Torii Kiyonaga (1752-1815)
Segawa of the Matsubaya Brothel, with the Kamuro Sasano and Takeno,
from the series Models for Fashion: New Designs as Fresh as Young Leaves
Japan, Edo period, 1782
Woodblock print; ink and color on paper
Gift of James A. Michener, 1957
Honolulu Museum of Art
Models for Fashion was one of the most successful series of prints produced during the late 18th century. It included over one hundred designs by Koryūsai, with an additional ten designs contributed by Kiyonaga, of which this is thought to be the earliest. While Kiyonaga’s designs follow the same basic format as Koryūsai’s, the artist already was well-established by the time he started working on this series, and a comparison with Koryūsai’s depictions of Michinoku and Somenosuke in this exhibition reveals elements of Kiyonaga’s distinctive personal style, for example in the treatment of the faces and the complexity of the background elements.

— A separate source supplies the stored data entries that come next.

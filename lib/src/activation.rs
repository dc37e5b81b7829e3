//! Logistic activation.

/// Numerically stable logistic function `σ(z) = 1 / (1 + e^(-z))`.
///
/// Branches on the sign of `z` so the exponential never overflows: for negative
/// inputs the equivalent form `e^z / (1 + e^z)` is used. The result always lies
/// in `[0, 1]` and approaches 0 or 1 without producing NaN for large `|z|`.
///
/// # Example
/// ```
/// use dslr::activation::sigmoid;
///
/// assert_eq!(sigmoid(0.0), 0.5);
/// assert!(sigmoid(1000.0) <= 1.0);
/// assert!(sigmoid(-1000.0) >= 0.0);
/// ```
pub fn sigmoid(z: f64) -> f64 {
    if z >= 0.0 {
        1.0 / (1.0 + (-z).exp())
    } else {
        let e = z.exp();
        e / (1.0 + e)
    }
}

Segawa was the most successful lineage of courtesans in the eminent Matsubaya brothel, with as many as nine different women holding the name (this is probably Segawa VI). She and her kamuro wear robes with matching designs of an eight-planked bridge over a marsh of irises; this is a classical reference to a poem in the Heian period (794-1185) Tales of Ise (ironically, the poem is about a courtier banished from the capital, longing for his wife’s familiar company).
View info on museum database (enabled through support by the Robert F. Lange Foundation)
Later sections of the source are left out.